Which lines run from the line with "let offers = cluster.offers().await;" through the line with "assert_eq!(again.len(), 1);" in the entries below? Print them exactly, both ends included, and nothing more.

EXCERPTED RECORDS:
=-=-=

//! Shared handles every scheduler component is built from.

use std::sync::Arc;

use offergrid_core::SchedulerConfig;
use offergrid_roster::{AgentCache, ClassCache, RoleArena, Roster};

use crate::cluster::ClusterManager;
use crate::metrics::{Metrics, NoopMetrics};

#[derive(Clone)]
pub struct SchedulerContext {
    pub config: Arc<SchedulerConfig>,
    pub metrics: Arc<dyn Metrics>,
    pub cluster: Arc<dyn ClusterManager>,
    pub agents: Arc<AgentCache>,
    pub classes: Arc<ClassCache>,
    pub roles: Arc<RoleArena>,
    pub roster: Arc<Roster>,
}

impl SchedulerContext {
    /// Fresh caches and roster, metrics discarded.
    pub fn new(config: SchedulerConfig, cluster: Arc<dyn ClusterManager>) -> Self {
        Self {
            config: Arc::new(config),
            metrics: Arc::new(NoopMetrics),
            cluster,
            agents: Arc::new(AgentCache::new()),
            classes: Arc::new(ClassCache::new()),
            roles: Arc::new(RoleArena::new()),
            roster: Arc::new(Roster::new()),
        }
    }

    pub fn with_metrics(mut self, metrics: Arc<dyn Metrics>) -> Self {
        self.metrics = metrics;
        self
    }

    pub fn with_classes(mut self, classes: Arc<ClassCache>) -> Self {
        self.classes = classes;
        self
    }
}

=-=-=

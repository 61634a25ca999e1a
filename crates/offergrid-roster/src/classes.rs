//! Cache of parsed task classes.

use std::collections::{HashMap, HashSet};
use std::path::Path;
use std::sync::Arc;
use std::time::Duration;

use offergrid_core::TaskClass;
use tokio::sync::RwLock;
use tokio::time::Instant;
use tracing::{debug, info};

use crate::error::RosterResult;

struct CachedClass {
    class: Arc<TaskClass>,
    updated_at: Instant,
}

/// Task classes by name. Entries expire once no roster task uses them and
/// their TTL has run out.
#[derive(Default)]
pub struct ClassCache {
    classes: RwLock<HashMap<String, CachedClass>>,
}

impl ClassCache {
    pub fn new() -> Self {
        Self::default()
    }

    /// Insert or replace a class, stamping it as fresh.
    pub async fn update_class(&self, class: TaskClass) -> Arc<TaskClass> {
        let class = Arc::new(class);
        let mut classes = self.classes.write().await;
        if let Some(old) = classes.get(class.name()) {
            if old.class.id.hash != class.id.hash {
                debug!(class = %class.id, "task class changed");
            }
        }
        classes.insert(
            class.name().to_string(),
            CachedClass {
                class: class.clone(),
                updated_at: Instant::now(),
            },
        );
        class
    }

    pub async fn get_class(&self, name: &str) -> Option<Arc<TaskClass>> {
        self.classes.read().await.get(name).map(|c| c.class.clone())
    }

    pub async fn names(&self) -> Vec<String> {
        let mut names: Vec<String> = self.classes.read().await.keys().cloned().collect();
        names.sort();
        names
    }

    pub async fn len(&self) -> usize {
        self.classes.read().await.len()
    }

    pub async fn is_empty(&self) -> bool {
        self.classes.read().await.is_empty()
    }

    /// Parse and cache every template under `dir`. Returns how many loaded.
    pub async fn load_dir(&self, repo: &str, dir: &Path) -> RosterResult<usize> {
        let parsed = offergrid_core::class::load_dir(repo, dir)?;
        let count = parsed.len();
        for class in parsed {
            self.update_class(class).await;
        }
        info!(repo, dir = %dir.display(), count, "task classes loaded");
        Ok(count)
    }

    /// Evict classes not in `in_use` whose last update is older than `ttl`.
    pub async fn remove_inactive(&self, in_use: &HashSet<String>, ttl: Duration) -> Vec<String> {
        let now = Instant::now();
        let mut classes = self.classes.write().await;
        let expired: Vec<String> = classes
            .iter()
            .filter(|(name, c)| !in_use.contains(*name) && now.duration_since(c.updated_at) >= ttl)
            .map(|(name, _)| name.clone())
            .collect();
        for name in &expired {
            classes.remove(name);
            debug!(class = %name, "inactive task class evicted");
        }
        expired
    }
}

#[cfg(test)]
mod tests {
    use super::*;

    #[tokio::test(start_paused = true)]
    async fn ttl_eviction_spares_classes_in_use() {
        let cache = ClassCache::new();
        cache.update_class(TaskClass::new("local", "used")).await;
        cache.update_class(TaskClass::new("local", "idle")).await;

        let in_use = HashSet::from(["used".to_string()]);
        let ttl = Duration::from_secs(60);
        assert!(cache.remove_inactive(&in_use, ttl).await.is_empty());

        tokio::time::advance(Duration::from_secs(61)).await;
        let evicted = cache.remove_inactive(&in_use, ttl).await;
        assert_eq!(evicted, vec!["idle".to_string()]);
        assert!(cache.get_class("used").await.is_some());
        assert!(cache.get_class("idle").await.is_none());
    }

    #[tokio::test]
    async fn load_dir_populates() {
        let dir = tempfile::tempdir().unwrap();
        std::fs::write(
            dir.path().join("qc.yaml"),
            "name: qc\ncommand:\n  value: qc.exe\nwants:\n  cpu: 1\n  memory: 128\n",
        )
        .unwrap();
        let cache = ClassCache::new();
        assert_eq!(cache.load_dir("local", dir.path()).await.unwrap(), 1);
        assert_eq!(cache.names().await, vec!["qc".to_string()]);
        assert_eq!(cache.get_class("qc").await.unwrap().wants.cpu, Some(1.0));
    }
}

=-=-=

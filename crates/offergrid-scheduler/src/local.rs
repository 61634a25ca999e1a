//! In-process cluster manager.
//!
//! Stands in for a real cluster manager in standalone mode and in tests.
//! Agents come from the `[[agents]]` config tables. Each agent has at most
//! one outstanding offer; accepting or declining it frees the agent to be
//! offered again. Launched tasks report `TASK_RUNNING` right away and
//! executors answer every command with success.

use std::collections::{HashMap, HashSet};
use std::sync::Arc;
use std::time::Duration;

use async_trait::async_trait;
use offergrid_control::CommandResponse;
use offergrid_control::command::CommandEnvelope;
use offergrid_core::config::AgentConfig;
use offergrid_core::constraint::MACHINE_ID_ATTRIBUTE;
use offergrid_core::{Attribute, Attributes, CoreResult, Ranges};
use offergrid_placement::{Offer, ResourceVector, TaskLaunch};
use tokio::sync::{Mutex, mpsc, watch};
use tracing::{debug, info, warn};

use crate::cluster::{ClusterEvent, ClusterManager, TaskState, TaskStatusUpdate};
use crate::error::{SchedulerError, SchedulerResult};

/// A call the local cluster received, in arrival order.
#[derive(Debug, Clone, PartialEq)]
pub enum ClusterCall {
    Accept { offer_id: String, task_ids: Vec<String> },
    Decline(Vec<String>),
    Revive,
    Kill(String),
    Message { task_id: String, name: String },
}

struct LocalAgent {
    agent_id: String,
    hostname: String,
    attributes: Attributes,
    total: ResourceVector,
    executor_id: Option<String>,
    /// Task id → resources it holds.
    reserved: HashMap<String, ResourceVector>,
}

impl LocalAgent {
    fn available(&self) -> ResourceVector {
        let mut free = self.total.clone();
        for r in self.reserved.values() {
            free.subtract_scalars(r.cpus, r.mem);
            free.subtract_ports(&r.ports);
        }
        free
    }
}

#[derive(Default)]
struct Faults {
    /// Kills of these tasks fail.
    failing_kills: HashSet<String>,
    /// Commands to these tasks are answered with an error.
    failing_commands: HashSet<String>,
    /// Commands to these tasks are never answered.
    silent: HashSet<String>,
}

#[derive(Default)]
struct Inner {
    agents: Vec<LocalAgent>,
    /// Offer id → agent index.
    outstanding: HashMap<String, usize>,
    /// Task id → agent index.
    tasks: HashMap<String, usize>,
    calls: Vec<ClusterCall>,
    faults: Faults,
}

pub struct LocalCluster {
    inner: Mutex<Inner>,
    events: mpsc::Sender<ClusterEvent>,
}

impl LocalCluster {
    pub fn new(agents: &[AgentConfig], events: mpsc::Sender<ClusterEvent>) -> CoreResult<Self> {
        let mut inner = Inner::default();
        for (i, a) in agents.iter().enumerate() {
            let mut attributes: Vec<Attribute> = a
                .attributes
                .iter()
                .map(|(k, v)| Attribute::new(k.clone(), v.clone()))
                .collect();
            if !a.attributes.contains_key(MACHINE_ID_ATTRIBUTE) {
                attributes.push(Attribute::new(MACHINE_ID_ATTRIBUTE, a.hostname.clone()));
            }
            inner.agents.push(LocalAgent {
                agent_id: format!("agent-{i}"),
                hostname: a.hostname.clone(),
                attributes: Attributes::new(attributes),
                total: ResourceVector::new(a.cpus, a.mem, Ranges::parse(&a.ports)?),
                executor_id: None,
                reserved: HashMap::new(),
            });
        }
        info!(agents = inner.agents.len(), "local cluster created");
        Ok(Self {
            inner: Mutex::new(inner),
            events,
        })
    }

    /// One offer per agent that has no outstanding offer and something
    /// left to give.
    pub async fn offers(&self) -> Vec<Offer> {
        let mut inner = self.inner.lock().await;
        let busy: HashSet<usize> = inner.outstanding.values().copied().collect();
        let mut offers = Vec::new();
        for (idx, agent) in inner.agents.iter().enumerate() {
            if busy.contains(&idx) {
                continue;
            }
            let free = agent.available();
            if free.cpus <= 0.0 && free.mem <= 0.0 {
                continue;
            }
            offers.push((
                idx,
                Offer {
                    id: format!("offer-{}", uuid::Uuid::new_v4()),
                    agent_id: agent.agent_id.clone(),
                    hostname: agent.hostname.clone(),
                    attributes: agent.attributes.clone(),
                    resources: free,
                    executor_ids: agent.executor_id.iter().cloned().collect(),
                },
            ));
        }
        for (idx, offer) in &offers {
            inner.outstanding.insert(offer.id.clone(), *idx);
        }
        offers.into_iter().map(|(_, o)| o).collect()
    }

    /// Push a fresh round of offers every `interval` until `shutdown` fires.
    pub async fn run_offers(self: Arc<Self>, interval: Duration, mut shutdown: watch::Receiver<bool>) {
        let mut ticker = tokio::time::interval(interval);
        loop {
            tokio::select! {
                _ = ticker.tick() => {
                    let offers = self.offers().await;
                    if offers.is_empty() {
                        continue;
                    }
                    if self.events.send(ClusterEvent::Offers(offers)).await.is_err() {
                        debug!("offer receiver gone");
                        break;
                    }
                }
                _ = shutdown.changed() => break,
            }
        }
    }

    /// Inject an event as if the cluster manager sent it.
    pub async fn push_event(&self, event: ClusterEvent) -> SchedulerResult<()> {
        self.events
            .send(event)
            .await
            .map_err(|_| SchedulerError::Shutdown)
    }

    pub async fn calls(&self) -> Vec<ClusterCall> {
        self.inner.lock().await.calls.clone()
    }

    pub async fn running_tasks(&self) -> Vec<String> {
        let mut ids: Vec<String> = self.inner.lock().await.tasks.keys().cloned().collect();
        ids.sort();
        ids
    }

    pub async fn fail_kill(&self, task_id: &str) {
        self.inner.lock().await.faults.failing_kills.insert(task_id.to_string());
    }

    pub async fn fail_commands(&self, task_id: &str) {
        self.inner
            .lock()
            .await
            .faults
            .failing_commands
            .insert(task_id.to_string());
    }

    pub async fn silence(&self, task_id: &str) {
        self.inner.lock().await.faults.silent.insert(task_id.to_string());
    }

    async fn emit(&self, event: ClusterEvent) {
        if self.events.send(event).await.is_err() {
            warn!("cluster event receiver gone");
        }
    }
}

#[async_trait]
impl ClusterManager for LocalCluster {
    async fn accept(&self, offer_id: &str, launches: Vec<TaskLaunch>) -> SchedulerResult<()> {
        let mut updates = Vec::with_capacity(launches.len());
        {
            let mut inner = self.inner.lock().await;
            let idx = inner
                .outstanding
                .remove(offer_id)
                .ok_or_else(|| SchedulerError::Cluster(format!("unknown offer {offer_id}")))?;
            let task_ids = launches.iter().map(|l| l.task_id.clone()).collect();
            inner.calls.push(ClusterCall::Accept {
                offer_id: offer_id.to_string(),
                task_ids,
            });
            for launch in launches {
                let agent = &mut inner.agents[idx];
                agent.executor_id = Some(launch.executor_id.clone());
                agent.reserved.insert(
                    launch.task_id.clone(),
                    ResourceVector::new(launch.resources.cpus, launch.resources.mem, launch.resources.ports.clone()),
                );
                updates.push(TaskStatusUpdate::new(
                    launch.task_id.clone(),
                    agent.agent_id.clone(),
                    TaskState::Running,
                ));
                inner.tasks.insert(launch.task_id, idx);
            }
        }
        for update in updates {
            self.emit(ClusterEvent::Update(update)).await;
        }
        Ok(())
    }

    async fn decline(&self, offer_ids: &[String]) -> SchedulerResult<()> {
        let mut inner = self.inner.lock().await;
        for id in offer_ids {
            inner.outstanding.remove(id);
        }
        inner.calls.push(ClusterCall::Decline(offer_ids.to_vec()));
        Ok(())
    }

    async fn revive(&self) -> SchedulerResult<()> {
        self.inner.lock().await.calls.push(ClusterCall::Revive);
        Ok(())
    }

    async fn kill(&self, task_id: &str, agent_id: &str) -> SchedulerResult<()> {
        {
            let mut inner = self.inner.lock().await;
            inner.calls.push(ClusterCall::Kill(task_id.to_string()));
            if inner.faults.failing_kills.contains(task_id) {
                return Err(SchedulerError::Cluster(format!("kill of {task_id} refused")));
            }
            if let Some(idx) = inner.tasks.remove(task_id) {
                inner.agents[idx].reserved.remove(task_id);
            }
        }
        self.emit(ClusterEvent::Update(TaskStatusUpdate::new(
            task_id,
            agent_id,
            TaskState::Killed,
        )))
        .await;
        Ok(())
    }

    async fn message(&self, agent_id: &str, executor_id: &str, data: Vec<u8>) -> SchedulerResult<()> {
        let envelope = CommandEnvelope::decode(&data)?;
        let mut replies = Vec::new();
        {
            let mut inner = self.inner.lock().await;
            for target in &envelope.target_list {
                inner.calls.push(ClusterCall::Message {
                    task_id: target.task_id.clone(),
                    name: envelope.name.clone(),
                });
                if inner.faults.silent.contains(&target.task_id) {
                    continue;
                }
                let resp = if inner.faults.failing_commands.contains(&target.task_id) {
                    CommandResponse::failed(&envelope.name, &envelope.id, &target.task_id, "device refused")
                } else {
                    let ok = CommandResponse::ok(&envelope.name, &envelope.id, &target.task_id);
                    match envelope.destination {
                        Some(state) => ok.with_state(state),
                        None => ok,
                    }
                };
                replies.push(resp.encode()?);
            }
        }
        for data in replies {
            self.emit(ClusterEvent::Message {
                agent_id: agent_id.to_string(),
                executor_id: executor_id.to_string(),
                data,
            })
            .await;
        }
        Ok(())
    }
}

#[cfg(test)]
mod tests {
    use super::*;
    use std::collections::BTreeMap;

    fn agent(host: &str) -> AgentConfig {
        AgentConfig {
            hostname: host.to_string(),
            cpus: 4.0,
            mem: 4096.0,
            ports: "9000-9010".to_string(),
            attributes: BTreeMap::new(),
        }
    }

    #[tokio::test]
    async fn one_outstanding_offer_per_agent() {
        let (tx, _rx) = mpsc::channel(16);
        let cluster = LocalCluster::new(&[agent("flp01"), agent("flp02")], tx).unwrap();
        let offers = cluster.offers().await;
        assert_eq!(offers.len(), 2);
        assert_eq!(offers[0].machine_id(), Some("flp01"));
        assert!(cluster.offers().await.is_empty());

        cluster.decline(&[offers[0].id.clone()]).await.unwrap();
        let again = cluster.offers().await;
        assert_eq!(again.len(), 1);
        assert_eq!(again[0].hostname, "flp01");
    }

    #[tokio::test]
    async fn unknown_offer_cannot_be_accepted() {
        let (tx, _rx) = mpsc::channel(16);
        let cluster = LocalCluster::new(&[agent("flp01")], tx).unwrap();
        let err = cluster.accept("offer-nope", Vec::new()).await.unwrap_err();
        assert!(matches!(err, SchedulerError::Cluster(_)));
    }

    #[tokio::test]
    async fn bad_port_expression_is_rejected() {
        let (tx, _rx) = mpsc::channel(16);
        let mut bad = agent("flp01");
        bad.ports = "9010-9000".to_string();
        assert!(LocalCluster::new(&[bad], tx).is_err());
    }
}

=-=-=

REPLY:
        let offers = cluster.offers().await;
        assert_eq!(offers.len(), 2);
        assert_eq!(offers[0].machine_id(), Some("flp01"));
        assert!(cluster.offers().await.is_empty());

        cluster.decline(&[offers[0].id.clone()]).await.unwrap();
        let again = cluster.offers().await;
        assert_eq!(again.len(), 1);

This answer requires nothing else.